Quartieri dell’Arte | Domenica 14 aprile ore 21, Palazzo Orsini di Bomarzo (VT) | ‘L’uomo più crudele’ di Gian Maria Cervo

  

Domenica 14 aprile ore 21

Palazzo Orsini di Bomarzo – Viterbo

(Biglietti €10 intero – €5 ridotto)

“L’UOMO PIU’ CRUDELE”

TORNA IN SCENA CON GENNARO COSMO PARLATO E ANNA PAOLA VELLACCIO

Co-produzione Teatro Stabile delle Arti Medioevali- KHIO di Oslo- Florian Metateatro – Cie Twain

In attesa dell’annuncio ufficiale del programma 2019, Quartieri dell’Arte offre al proprio pubblico un evento speciale sotto l’egida del progetto EU Collective Plays!: una nuova versione polivocale de L’uomo più crudele, il testo di Gian Maria Cervo del 2006 che fu rappresentato al Piccolo Teatro di Milano e al Burgtheater di Vienna.  Lo porta in scena – domenica 14 aprile alle ore 21.00 a Palazzo Orsini di Bomarzo – Gianluca Iumiento, regista italiano da anni attivo nei maggiori Teatri Nazionali della Norvegia (sua la regia bilingue del Det er Ales / Lei è Ales di Jon Fosse per il Det Norske Teatret di Oslo portato in Italia nel 2016). In scena un ospite di eccezione: l’artista, performer e cantautore Gennaro Cosmo Parlato, con Cesare Ceccolongo, Pino Censi, Luigi Cosimelli, Yoris Petrillo e Anna Paola Vellaccio.

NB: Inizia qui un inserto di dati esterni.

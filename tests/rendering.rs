use os_lab_report::labs;
use os_lab_report::model::LabRecord;
use os_lab_report::report::ReportBuilder;
use sha2::{Digest, Sha256};

fn report_builder() -> ReportBuilder {
    ReportBuilder::new(labs::BANNER).add_records(labs::builtin_records())
}

fn render_report_pdf() -> Option<Vec<u8>> {
    if !os_lab_report::fonts::fonts_available() {
        return None;
    }

    let bytes = report_builder().render().expect("render report pdf").bytes;
    Some(bytes)
}

macro_rules! skip_without_fonts {
    ($name:literal) => {
        match render_report_pdf() {
            Some(bytes) => bytes,
            None => {
                eprintln!(
                    "Skipping {}: bundled fonts missing. Set OS_LAB_REPORT_FONTS_DIR or copy assets/fonts next to the binary.",
                    $name
                );
                return;
            }
        }
    };
}

/// Zeroes the byte ranges that change between runs (trailer timestamps,
/// document ids, producer, and the matching fields of the XMP metadata
/// stream) so renders can be compared.
fn scrub_pdf(bytes: &[u8]) -> Vec<u8> {
    fn find(haystack: &[u8], needle: &[u8]) -> Option<usize> {
        haystack
            .windows(needle.len())
            .position(|window| window == needle)
    }

    fn scrub_segment(data: &mut [u8], tag: &[u8], terminator: u8) {
        let mut index = 0;
        while index + tag.len() < data.len() {
            if data[index..].starts_with(tag) {
                let mut cursor = index + tag.len();
                while cursor < data.len() && data[cursor] != terminator {
                    if !matches!(data[cursor], b'<' | b'>' | b' ' | b'\n' | b'\r' | b'\t') {
                        data[cursor] = b'0';
                    }
                    cursor += 1;
                }
                index = cursor;
            } else {
                index += 1;
            }
        }
    }

    fn scrub_xml(data: &mut [u8], element: &[u8]) {
        let open = [b"<".as_slice(), element, b">".as_slice()].concat();
        let close = [b"</".as_slice(), element, b">".as_slice()].concat();

        let mut offset = 0;
        while let Some(open_pos) = find(&data[offset..], &open) {
            let value_start = offset + open_pos + open.len();
            let Some(close_pos) = find(&data[value_start..], &close) else {
                break;
            };
            for byte in &mut data[value_start..value_start + close_pos] {
                if byte.is_ascii_alphanumeric() || matches!(*byte, b':' | b'-' | b'+' | b'.') {
                    *byte = b'0';
                }
            }
            offset = value_start + close_pos + close.len();
        }
    }

    let mut normalized = bytes.to_vec();
    scrub_segment(&mut normalized, b"/CreationDate(", b')');
    scrub_segment(&mut normalized, b"/ModDate(", b')');
    scrub_segment(&mut normalized, b"/ID[", b']');
    scrub_segment(&mut normalized, b"/Producer(", b')');
    scrub_xml(&mut normalized, b"xmp:CreateDate");
    scrub_xml(&mut normalized, b"xmp:ModifyDate");
    scrub_xml(&mut normalized, b"xmp:MetadataDate");
    scrub_xml(&mut normalized, b"xmpMM:DocumentID");
    scrub_xml(&mut normalized, b"xmpMM:InstanceID");
    scrub_xml(&mut normalized, b"xmpMM:VersionID");
    normalized
}

fn normalized_hash(bytes: &[u8]) -> [u8; 32] {
    let digest = Sha256::digest(scrub_pdf(bytes));
    digest.into()
}

#[test]
fn renders_non_empty_output() {
    let bytes = skip_without_fonts!("renders_non_empty_output");
    assert!(
        !bytes.is_empty(),
        "rendered PDF should contain at least the banner page"
    );
    assert!(bytes.starts_with(b"%PDF"), "output should be a PDF document");
}

#[test]
fn rendering_is_deterministic() {
    let bytes_a = skip_without_fonts!("rendering_is_deterministic");
    let bytes_b = skip_without_fonts!("rendering_is_deterministic");

    assert_eq!(bytes_a.len(), bytes_b.len(), "PDF sizes should match");
    assert_eq!(
        normalized_hash(&bytes_a),
        normalized_hash(&bytes_b),
        "PDF renders must be deterministic after metadata normalization"
    );
}

#[test]
fn report_has_at_least_one_page() {
    let bytes = skip_without_fonts!("report_has_at_least_one_page");
    let document = lopdf::Document::load_mem(&bytes).expect("parse rendered PDF");
    assert!(!document.get_pages().is_empty());
}

#[test]
fn empty_output_still_renders_a_block() {
    if !os_lab_report::fonts::fonts_available() {
        eprintln!("Skipping empty_output_still_renders_a_block: bundled fonts missing.");
        return;
    }

    let pdf = ReportBuilder::new(labs::BANNER)
        .add_record(LabRecord::new("5. Silent Program", "int main(){return 0;}", ""))
        .render()
        .expect("render record with empty output");
    assert!(!pdf.bytes.is_empty());
}

#[test]
fn save_to_missing_directory_fails() {
    if !os_lab_report::fonts::fonts_available() {
        eprintln!("Skipping save_to_missing_directory_fails: bundled fonts missing.");
        return;
    }

    let result = report_builder().render_to_file("does-not-exist/OS_Lab_Codes_Output.pdf");
    assert!(result.is_err(), "writing into a missing directory must fail");
}

#[cfg(feature = "bookmarks")]
#[test]
fn bookmarks_follow_record_order() {
    if !os_lab_report::fonts::fonts_available() {
        eprintln!("Skipping bookmarks_follow_record_order: bundled fonts missing.");
        return;
    }

    let pdf = report_builder()
        .render_with_bookmarks()
        .expect("render report with bookmarks");
    let document = lopdf::Document::load_mem(&pdf.bytes).expect("parse rendered PDF");

    let catalog = document.catalog().expect("document catalog");
    let outlines_id = catalog
        .get(b"Outlines")
        .expect("outlines entry")
        .as_reference()
        .expect("outlines reference");
    let outlines = document
        .get_object(outlines_id)
        .expect("outlines object")
        .as_dict()
        .expect("outlines dictionary");

    let page_numbers: std::collections::HashMap<_, _> = document
        .get_pages()
        .into_iter()
        .map(|(number, id)| (id, number))
        .collect();

    let mut titles = Vec::new();
    let mut destination_pages = Vec::new();
    let mut next = outlines
        .get(b"First")
        .ok()
        .map(|object| object.as_reference().expect("entry reference"));
    while let Some(entry_id) = next {
        let entry = document
            .get_object(entry_id)
            .expect("outline entry")
            .as_dict()
            .expect("outline entry dictionary");
        let title = entry.get(b"Title").expect("entry title");
        titles.push(String::from_utf8_lossy(title.as_str().expect("title bytes")).into_owned());

        let destination = entry
            .get(b"Dest")
            .expect("entry destination")
            .as_array()
            .expect("destination array");
        let page_ref = destination[0].as_reference().expect("destination page");
        destination_pages.push(*page_numbers.get(&page_ref).expect("destination page exists"));

        next = entry
            .get(b"Next")
            .ok()
            .map(|object| object.as_reference().expect("next reference"));
    }

    let expected: Vec<String> = labs::builtin_records()
        .iter()
        .map(|record| record.title().to_string())
        .collect();
    assert_eq!(titles, expected, "records must appear in report order");

    assert_eq!(destination_pages.first(), Some(&1));
    assert!(
        destination_pages.windows(2).all(|pair| pair[0] <= pair[1]),
        "section pages must not run backwards: {:?}",
        destination_pages
    );
    let page_count = page_numbers.len() as u32;
    assert!(destination_pages.iter().all(|page| *page <= page_count));
}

I costumi sono del costumista e stilista tedesco Sebastian Ellrich. La produzione è del Teatro Stabile delle Arti Medioevali, con KHIO di Oslo, Florian Metateatro e Cie Twain. In collaborazione con il Comune di Bomarzo.

L’uomo più crudele è la vicenda di Voico Dobrita, un boiardo della Valacchia che ha 173 anni nel 1610, anno in cui incontra il giudice che sta investigando sulla sanguinaria contessa Erzsebet Bathory, una discendente di Vlad Tepes Dracul (il Dracula storico), di cui Voico è stato consigliere e segretario particolare. Ancora una volta Voico deve confrontarsi con i non facili ricordi della sua vita con l’attraente “amico”, boss e manipolatore Vlad Dracul (che appare in scena in una serie di flashback). In cerca della lievità, Voico attraversa i secoli, incontra personaggi che sono immortali quanto lo è lui e finisce a parlare da amico in casa di Virginia Woolf, la nota scrittrice vittoriana che milita per i diritti delle donne e pensa che la storia sia un racconto raccontato da vincitori idioti.